The categories adjudicated at the Saudi Design Festival in Riyadh’s Jax district included jewelry, leather goods, footwear, homeware accessories, and other lifestyle products.
Over 400 applications were received, with shortlisted designs reviewed by a jury. The six best products were selected to receive the prestigious AlUla Design Award, including Harry Dobbs Design x Rukun, a collaboration between a British and Saudi design studio, which proposed a distinctive set of artifacts that capture AlUla’s spirit and memory.
The other five winners included Nour Shourbagy, a Saudi-based designer, whonproposed a collection of travel carry-ons and clutches inspired by AlUla’s aesthetics and motifs.
Tarek Elkassouf, a Lebanese designer, now based in Australia, proposed a collection of gifts crafted by traditional artisans, while Mohamad Baalbaki x AlJoharah Al-Rasheed, a Saudi-based studio, put forward a collection of products evoking all five senses, with an interaction between play and memory.
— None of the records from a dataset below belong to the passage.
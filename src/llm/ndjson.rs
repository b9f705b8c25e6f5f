//! Incremental parser for line-delimited JSON generate responses.
//!
//! The backend streams one JSON object per line:
//!
//! ```text
//! {"model":"llama3.1","response":"Hi","done":false}
//! {"model":"llama3.1","response":" there","done":false}
//! {"model":"llama3.1","response":"","done":true}
//! ```
//!
//! Network chunks may split a line (or a multi-byte character) anywhere, so
//! bytes are buffered until a newline arrives.
//!
//! # Examples
//!
//! ```
//! use cithia::llm::ndjson::{GenerateLine, NdjsonLineParser};
//!
//! let mut parser = NdjsonLineParser::new();
//! let lines = parser.push(b"{\"response\":\"Hi\"}\n{\"respo");
//! assert_eq!(lines.len(), 1);
//! assert_eq!(
//!     GenerateLine::parse(&lines[0]).ok().map(|l| l.response),
//!     Some("Hi".to_owned())
//! );
//! ```

use serde::Deserialize;

/// One decoded line of a generate response.
#[derive(Debug, Clone, Default, PartialEq, Eq, Deserialize)]
pub struct GenerateLine {
    /// Text fragment produced since the previous line.
    #[serde(default)]
    pub response: String,
    /// Whether the backend finished generating.
    #[serde(default)]
    pub done: bool,
    /// Error reported in-band by the backend.
    #[serde(default)]
    pub error: Option<String>,
}

impl GenerateLine {
    /// Decode one line of JSON.
    ///
    /// # Errors
    ///
    /// Returns the decoder error if the line is not a JSON object.
    pub fn parse(line: &str) -> Result<Self, serde_json::Error> {
        serde_json::from_str(line)
    }
}

/// Splits a byte stream into complete, non-blank text lines.
#[derive(Debug, Default)]
pub struct NdjsonLineParser {
    buffer: Vec<u8>,
}

impl NdjsonLineParser {
    pub fn new() -> Self {
        Self::default()
    }

    /// Push a chunk of bytes; returns every line completed by it.
    pub fn push(&mut self, chunk: &[u8]) -> Vec<String> {
        self.buffer.extend_from_slice(chunk);

        let mut lines = Vec::new();
        while let Some(pos) = self.buffer.iter().position(|&b| b == b'\n') {
            let raw: Vec<u8> = self.buffer.drain(..=pos).collect();
            if let Some(line) = decode_line(&raw[..raw.len() - 1]) {
                lines.push(line);
            }
        }
        lines
    }

    /// Return the trailing unterminated line, if any. Call when the stream ends.
    pub fn flush(&mut self) -> Option<String> {
        let raw = std::mem::take(&mut self.buffer);
        decode_line(&raw)
    }
}

fn decode_line(raw: &[u8]) -> Option<String> {
    let raw = raw.strip_suffix(b"\r").unwrap_or(raw);
    let text = String::from_utf8_lossy(raw);
    let trimmed = text.trim();
    if trimmed.is_empty() {
        None
    } else {
        Some(trimmed.to_owned())
    }
}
Niko Kapa, a Greek designer based in Dubai, offered a collection of accessories inspired by the natural landscapes of AlUla, and Reem Bashawri, a Saudi-based designer, entered a line of luxurious winter shawls echoing the region’s natural beauty.
Prince Badr bin Abdullah bin Farhan, governor of the Royal Commission for AlUla, stated that the award was an important milestone in AlUla’s flourishing arts and cultural sector, to make AlUla a region for inspiration to all designers globally.
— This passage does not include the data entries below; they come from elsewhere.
//! Microphone capture feeding a speech decoder.
//!
//! [`CpalMicrophone`] captures at the device's native rate, down-mixes and
//! resamples to the configured input rate, and groups 16-bit PCM into fixed
//! frames. [`SpeechCaptureWorker`] pulls frames until the decoder reports a
//! non-empty utterance.

use crate::audio::convert::{StreamResampler, to_mono, to_pcm16};
use crate::config::AudioConfig;
use crate::error::{AssistantError, Result};
use crate::stt::{DecodeEvent, SpeechDecoder};
use cpal::StreamConfig;
use cpal::traits::{DeviceTrait, HostTrait, StreamTrait};
use crossbeam_channel::{Receiver, RecvTimeoutError};
use std::any::Any;
use std::time::Duration;
use tokio_util::sync::CancellationToken;
use tracing::{debug, error, info, warn};

/// Frames buffered between the audio callback and the decoder.
const FRAME_QUEUE_DEPTH: usize = 32;

/// How long the worker waits for a frame before re-checking cancellation.
const FRAME_WAIT: Duration = Duration::from_millis(100);

/// An open frame source. Frames flow until this value is dropped.
pub struct OpenedSource {
    frames: Receiver<Vec<i16>>,
    _keep_alive: Box<dyn Any>,
}

impl OpenedSource {
    /// Wrap a frame receiver plus whatever must stay alive while frames flow.
    pub fn new(frames: Receiver<Vec<i16>>, keep_alive: impl Any) -> Self {
        Self {
            frames,
            _keep_alive: Box::new(keep_alive),
        }
    }
}

/// Producer of fixed-size mono PCM frames at the decoder's input rate.
pub trait FrameSource: Send + 'static {
    /// Start producing frames.
    ///
    /// # Errors
    ///
    /// Returns an error if the device cannot be opened.
    fn open(&self) -> Result<OpenedSource>;
}

/// Microphone input via cpal.
#[derive(Debug, Clone)]
pub struct CpalMicrophone {
    device_name: Option<String>,
    target_sample_rate: u32,
    frame_size: usize,
}

impl CpalMicrophone {
    pub fn new(config: &AudioConfig) -> Self {
        Self {
            device_name: config.input_device.clone(),
            target_sample_rate: config.input_sample_rate,
            frame_size: config.frame_size.max(1),
        }
    }

    /// List available input devices.
    ///
    /// # Errors
    ///
    /// Returns an error if devices cannot be enumerated.
    pub fn list_input_devices() -> Result<Vec<String>> {
        let host = cpal::default_host();
        let devices = host
            .input_devices()
            .map_err(|e| AssistantError::Audio(format!("cannot enumerate devices: {e}")))?;

        let mut names = Vec::new();
        for device in devices {
            if let Ok(desc) = device.description() {
                names.push(desc.name().to_owned());
            }
        }
        Ok(names)
    }

    fn device(&self) -> Result<cpal::Device> {
        let host = cpal::default_host();
        if let Some(ref name) = self.device_name {
            host.input_devices()
                .map_err(|e| AssistantError::Audio(format!("cannot enumerate devices: {e}")))?
                .find(|d| {
                    d.description()
                        .ok()
                        .map(|desc| desc.name() == name)
                        .unwrap_or(false)
                })
                .ok_or_else(|| AssistantError::Audio(format!("input device '{name}' not found")))
        } else {
            host.default_input_device()
                .ok_or_else(|| AssistantError::Audio("no default input device".into()))
        }
    }
}

impl FrameSource for CpalMicrophone {
    fn open(&self) -> Result<OpenedSource> {
        let device = self.device()?;
        let device_name = device
            .description()
            .map(|d| d.name().to_owned())
            .unwrap_or_else(|_| "<unknown>".into());
        info!("using input device: {device_name}");

        let default_config = device
            .default_input_config()
            .map_err(|e| AssistantError::Audio(format!("no default input config: {e}")))?;
        let native_rate = default_config.sample_rate();
        let native_channels = default_config.channels();

        let stream_config = StreamConfig {
            channels: native_channels,
            sample_rate: native_rate,
            buffer_size: cpal::BufferSize::Default,
        };

        let target_rate = self.target_sample_rate;
        let frame_size = self.frame_size;
        let (tx, rx) = crossbeam_channel::bounded(FRAME_QUEUE_DEPTH);
        let mut pending: Vec<i16> = Vec::with_capacity(frame_size * 2);
        let mut resampler = StreamResampler::new(native_rate, target_rate);

        let stream = device
            .build_input_stream(
                &stream_config,
                move |data: &[f32], _info: &cpal::InputCallbackInfo| {
                    let mono = to_mono(data, native_channels);
                    let samples = resampler.process(&mono);
                    pending.extend(to_pcm16(&samples));

                    while pending.len() >= frame_size {
                        let frame: Vec<i16> = pending.drain(..frame_size).collect();
                        // Never block the audio thread.
                        if tx.try_send(frame).is_err() {
                            debug!("frame queue full, dropping frame");
                        }
                    }
                },
                move |err| {
                    error!("audio input stream error: {err}");
                },
                None,
            )
            .map_err(|e| AssistantError::Audio(format!("failed to build input stream: {e}")))?;

        stream
            .play()
            .map_err(|e| AssistantError::Audio(format!("failed to start input stream: {e}")))?;

        info!(
            "audio capture started: native {}Hz x{} -> {}Hz mono, {} samples/frame",
            native_rate, native_channels, target_rate, frame_size
        );

        Ok(OpenedSource::new(rx, stream))
    }
}

/// Blocking speech capture: frames in, one utterance out.
///
/// The worker owns its decoder, so it is moved into the blocking task for the
/// duration of a capture and handed back afterwards.
pub struct SpeechCaptureWorker {
    source: Box<dyn FrameSource>,
    decoder: Box<dyn SpeechDecoder>,
    cancel: CancellationToken,
}

impl std::fmt::Debug for SpeechCaptureWorker {
    fn fmt(&self, f: &mut std::fmt::Formatter<'_>) -> std::fmt::Result {
        f.debug_struct("SpeechCaptureWorker")
            .field("cancelled", &self.cancel.is_cancelled())
            .finish_non_exhaustive()
    }
}

impl SpeechCaptureWorker {
    pub fn new(
        source: impl FrameSource,
        decoder: impl SpeechDecoder + 'static,
        cancel: CancellationToken,
    ) -> Self {
        Self {
            source: Box::new(source),
            decoder: Box::new(decoder),
            cancel,
        }
    }

    /// Capture until an utterance with text is recognized.
    ///
    /// Returns an empty string on any failure or when cancelled; callers treat
    /// that as "no input recognized".
    pub fn capture(&mut self) -> String {
        match self.try_capture() {
            Ok(text) => text,
            Err(e) => {
                warn!("speech capture failed: {e}");
                String::new()
            }
        }
    }

    fn try_capture(&mut self) -> Result<String> {
        let opened = self.source.open()?;
        self.decoder.reset();

        loop {
            if self.cancel.is_cancelled() {
                info!("speech capture cancelled");
                return Ok(String::new());
            }

            let frame = match opened.frames.recv_timeout(FRAME_WAIT) {
                Ok(frame) => frame,
                Err(RecvTimeoutError::Timeout) => continue,
                Err(RecvTimeoutError::Disconnected) => {
                    return Err(AssistantError::Channel("microphone stream closed".into()));
                }
            };

            match self.decoder.accept_frame(&frame)? {
                DecodeEvent::Utterance(text) if !text.trim().is_empty() => {
                    info!("recognized: \"{}\"", text.trim());
                    return Ok(text.trim().to_owned());
                }
                DecodeEvent::Utterance(_) => debug!("empty utterance, still listening"),
                DecodeEvent::Partial => {}
            }
        }
    }
}

/// What a finished capture hands back: the worker for reuse and its transcript.
#[derive(Debug)]
pub struct CaptureReport {
    pub worker: SpeechCaptureWorker,
    pub transcript: String,
}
One of the judges for the award, sponsored by RCU, Yara Al-Namlah, an arts and culture influencer, said that it took the panel a lot of time to choose the winners.
“We received a lot of applications from very talented local and international designers from different categories, but the six winners were the highest-ranked and they deserve this award,” Al-Namlah told Arab news.
Dobbs said that Saudi Arabia’s heritage and landscape were his inspiratio.
“The root to contemporary Saudi culture is a current and a living culture, so we want to make sure that we are in the creative platform in Saudi Arabia,” Dobbs said.
Amr Al-Madani, CEO of RCU, spoke about the challenges they had in order to make the awards happen.
“The toughest challenge was how can you inspire creatives to be in AlUla; there is a lot in the world that gets people’s attention, but how can you get genuine attention from the creative community? We are very pleased to see that AlUla has gotten to the heart of the creative community, and see this amount of applications, and see their designs, from furniture to gifts to clothes, has outperformed expectation,” Al-Madani said.
Nora Al-Dabal, art and culture programming director for RCU, was pleased to see the high number of applicants. “AlUla has always been a place for inspiration and to see the designers being inspired and transforming natural elements and traditional elements to contemporary designs that live in today’s world and we cannot wait for next year’s applicants,” Al-Dabal said.